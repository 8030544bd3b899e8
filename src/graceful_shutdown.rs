use tokio::signal;
use tracing::{error, warn};

/// Resolves on Ctrl+C or SIGTERM. If a handler cannot be installed that
/// signal is ignored and the other one still triggers shutdown.
pub async fn shutdown_signal() {
    let ctrl_c = async {
        if let Err(e) = signal::ctrl_c().await {
            error!("Failed to listen for Ctrl+C: {}", e);
            std::future::pending::<()>().await;
        }
    };

    #[cfg(unix)]
    let terminate = async {
        use tokio::signal::unix::{signal, SignalKind};
        match signal(SignalKind::terminate()) {
            Ok(mut sigterm) => {
                sigterm.recv().await;
            }
            Err(e) => {
                error!("Failed to listen for SIGTERM: {}", e);
                std::future::pending::<()>().await;
            }
        }
    };

    #[cfg(not(unix))]
    let terminate = std::future::pending::<()>();

    tokio::select! {
        _ = ctrl_c => {
            warn!("🛑 Ctrl+C received, initiating shutdown...")
        },
        _ = terminate => {
            warn!("🛑 SIGTERM received, initiating shutdown...");
        }
    }
}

__WHAT THE TASK ASKS__
Lines from the one containing "let terminate = async" through the last line of the listing are to be restated word for word; no other line may appear.

__REPLY__
    let terminate = async {
        use tokio::signal::unix::{signal, SignalKind};
        match signal(SignalKind::terminate()) {
            Ok(mut sigterm) => {
                sigterm.recv().await;
            }
            Err(e) => {
                error!("Failed to listen for SIGTERM: {}", e);
                std::future::pending::<()>().await;
            }
        }
    };

    #[cfg(not(unix))]
    let terminate = std::future::pending::<()>();

    tokio::select! {
        _ = ctrl_c => {
            warn!("🛑 Ctrl+C received, initiating shutdown...")
        },
        _ = terminate => {
            warn!("🛑 SIGTERM received, initiating shutdown...");
        }
    }
}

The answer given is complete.